Developments will consist of vertical (45 percent), horizontal (42 percent), leisure (4 percent), and commercial (9 percent).
“With a gross domestic product growth forecast of 6 to 7 percent, in 2023, we will seize opportunities to propel our continuing recovery,” said Dy noting that they intend to launch four new estates in 2023 while priming established and emerging estates.
He said the reopening of more economies will boost overseas Filipinos remittance growth and fuel demand for residential projects and consumer spending, business process outsourcing firms will continue to drive office space demand, and projected growth in tourist arrivals will grow demand for hotels and resorts.
ALI reported that its earnings bounced back strongly in 2022, by 52 percent to P18.6 billion, on the strength of the Philippines’ reopened economy since the 2020 pandemic.
In a disclosure to the Philippine Stock Exchange, the firm said its diversified real-estate portfolio generated consolidated revenues of P126.2 billion, 19 percent more year-on-year.
“We are encouraged by our solid performance in 2022, driven by the full reopening of the Philippine economy and the support of our customers. All major business lines achieved meaningful recovery, a testament to our employees’ hard work and dedication,” Dy said.
With resilient demand amidst a higher interest-rate environment, the company registered P104.9 billion in reservation sales, 14 percent better than the previous year. Fourth-quarter sales totaled P27.6 billion, 24 percent more year-on-year.
Sales from local Filipinos comprised 66 percent of the total, complemented by overseas Filipinos and other nationalities, with a 22 percent and 13 percent share, respectively.
Sales from overseas Filipinos and other nationalities surged by 59 percent and 39 percent, respectively.
ALI launched ten residential developments worth P31.8 billion in the fourth quarter of 2022, bringing the consolidated value to P91.4 billion totaling 30 projects by year-end.
Property development revenues reached P81.2 billion, a 7 percent growth from 2021. Commercial lot sales led the segment’s advance as revenues surged by 75 percent to P14.5 billion on investor demand at Arca South, Nuvali, and Broadfield estates.
The steady construction progress of residential projects resulted in revenues of P63.5 billion, a slight dip from the previous year due to stretched downpayments.
Meanwhile, office-for-sale revenues declined by 16 percent to P3.2 billion due to the completion of Alveo’s Park Triangle Tower at BGC and the moderate take-up on remaining limited inventory.
In commercial leasing, revenues accelerated by 62 percent year-on-year to P33.4 billion with normalized mall rents and foot traffic, the contribution of new office spaces, and higher hotel room rates.

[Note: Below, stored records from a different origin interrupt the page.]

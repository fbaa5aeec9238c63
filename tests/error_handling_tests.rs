//! Error handling tests for all modules


use chrono::Utc;
use rom_measurement::{
    error::{AppError, Result},
    formatter::format_neutral_zero,
    joints::{BodySide, JointKey, JointRegistry, JointType, MovementType},
    measurement::{InMemoryStore, JsonLinesStore, Measurement, MeasurementStore},
    rom::to_rom,
    session::{MeasurementSession, SessionSettings, SessionState},
    stability::StabilityDetector,
    utils::round_to_degree,
};
use test_helpers::{knee_sequence, knee_session};

/// Store that always refuses with an I/O error
struct BrokenStore;

impl MeasurementStore for BrokenStore {
    fn save(&mut self, _measurement: &Measurement) -> Result<()> {
        Err(std::io::Error::new(std::io::ErrorKind::PermissionDenied, "read-only").into())
    }
}

fn frozen_session() -> MeasurementSession {
    let mut session = knee_session().unwrap();
    for frame in knee_sequence(15, 95.0, 1.0) {
        session.process_frame(&frame);
    }
    assert_eq!(session.state(), SessionState::Frozen);
    session
}

#[test]
fn test_unmapped_rom_is_configuration_error() {
    let result = to_rom(120.0, JointType::Hip, MovementType::Abduction);
    match result {
        Err(AppError::Configuration(msg)) => assert!(msg.contains("hip")),
        other => panic!("Expected Configuration error, got {other:?}"),
    }

    assert!(to_rom(120.0, JointType::Fingers, MovementType::Flexion).is_err());
    assert!(to_rom(120.0, JointType::Shoulder, MovementType::InternalRotation).is_err());
}

#[test]
fn test_unformattable_movement_is_configuration_error() {
    assert!(matches!(
        format_neutral_zero(40.0, JointType::Elbow, MovementType::Pronation),
        Err(AppError::Configuration(_))
    ));
    assert!(matches!(
        format_neutral_zero(f64::NAN, JointType::Knee, MovementType::Flexion),
        Err(AppError::InvalidInput(_))
    ));
    assert!(round_to_degree(f64::INFINITY).is_err());
}

#[test]
fn test_unregistered_key() {
    let registry = JointRegistry::new();
    let key = JointKey::new(JointType::Knee, BodySide::Left, MovementType::Flexion);
    assert!(matches!(registry.get(&key), Err(AppError::Configuration(_))));
    assert!(matches!(
        MeasurementSession::new(&registry, key, SessionSettings::default()),
        Err(AppError::Configuration(_))
    ));
}

#[test]
fn test_registered_but_unmeasurable_movements_refuse_to_start() {
    let registry = JointRegistry::standard();
    let mut refused = Vec::new();
    for (key, _) in registry.iter() {
        if MeasurementSession::new(&registry, *key, SessionSettings::default()).is_err() {
            refused.push(*key);
        }
    }
    assert!(refused.contains(&JointKey::new(JointType::Hip, BodySide::Left, MovementType::Abduction)));
    assert!(refused.contains(&JointKey::new(JointType::Fingers, BodySide::Right, MovementType::Flexion)));
    assert!(!refused.contains(&JointKey::new(JointType::Knee, BodySide::Right, MovementType::Extension)));
}

#[test]
fn test_stability_setting_ranges() {
    assert!(matches!(StabilityDetector::new(0.5, 10), Err(AppError::InvalidInput(_))));
    assert!(matches!(StabilityDetector::new(16.0, 10), Err(AppError::InvalidInput(_))));
    assert!(matches!(StabilityDetector::new(4.0, 2), Err(AppError::InvalidInput(_))));
    assert!(matches!(StabilityDetector::new(4.0, 31), Err(AppError::InvalidInput(_))));
    assert!(StabilityDetector::new(1.0, 3).is_ok());
    assert!(StabilityDetector::new(15.0, 30).is_ok());
}

#[test]
fn test_rejected_settings_keep_previous_values() {
    let mut session = knee_session().unwrap();
    assert!(session.update_stability(4.0, 50).is_err());
    for frame in knee_sequence(10, 95.0, 1.0) {
        session.process_frame(&frame);
    }
    assert_eq!(session.state(), SessionState::Stable);
}

#[test]
fn test_io_failure_becomes_save_failure() {
    let mut session = frozen_session();
    let result = session.confirm(&mut BrokenStore, Utc::now());
    match result {
        Err(AppError::SaveFailure(msg)) => assert!(msg.contains("read-only")),
        other => panic!("Expected SaveFailure, got {other:?}"),
    }
    assert_eq!(session.state(), SessionState::Frozen);
    assert!(session.draft().is_some());
}

#[test]
fn test_retry_after_save_failure() {
    let mut session = frozen_session();
    let mut store = InMemoryStore::new();
    store.fail_next(2);

    assert!(session.confirm(&mut store, Utc::now()).is_err());
    assert!(session.confirm(&mut store, Utc::now()).is_err());
    let measurement = session.confirm(&mut store, Utc::now()).unwrap();
    assert_eq!(measurement.neutral_zero_format, "0-0-95");
    assert_eq!(store.records().len(), 1);
}

#[test]
fn test_json_store_in_missing_directory() {
    let dir = tempfile::tempdir().unwrap();
    let mut store = JsonLinesStore::new(dir.path().join("missing").join("measurements.jsonl"));
    let mut session = frozen_session();
    assert!(matches!(
        session.confirm(&mut store, Utc::now()),
        Err(AppError::SaveFailure(_))
    ));
    assert_eq!(session.state(), SessionState::Frozen);
}

#[test]
fn test_json_store_rejects_corrupt_history() {
    let dir = tempfile::tempdir().unwrap();
    let path = dir.path().join("measurements.jsonl");
    std::fs::write(&path, "{\"id\": 1}\n").unwrap();
    assert!(matches!(
        JsonLinesStore::new(&path).load_all(),
        Err(AppError::Serialization(_))
    ));
}

#[test]
fn test_pain_level_out_of_range() {
    let mut session = frozen_session();
    let measurement = session.confirm(&mut InMemoryStore::new(), Utc::now()).unwrap();
    assert!(matches!(measurement.with_pain_level(11), Err(AppError::InvalidInput(_))));
}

With the resurgence in foot traffic and mobility, shopping centers and hotel revenues doubled to P16.1 billion and P6.2 billion, respectively. Revenues from office leasing grew by 13 percent to P11.1 billion with the added contribution from One Ayala East and West Towers.
“Despite ongoing challenges in the operating environment, we remain positive in our outlook for 2023, and look forward to introducing new offerings that will meet the evolving needs of the market,” said Dy.
He noted that, “Our focus on customer satisfaction, operational excellence, and innovation will continue to guide our efforts as we pursue sustained growth.”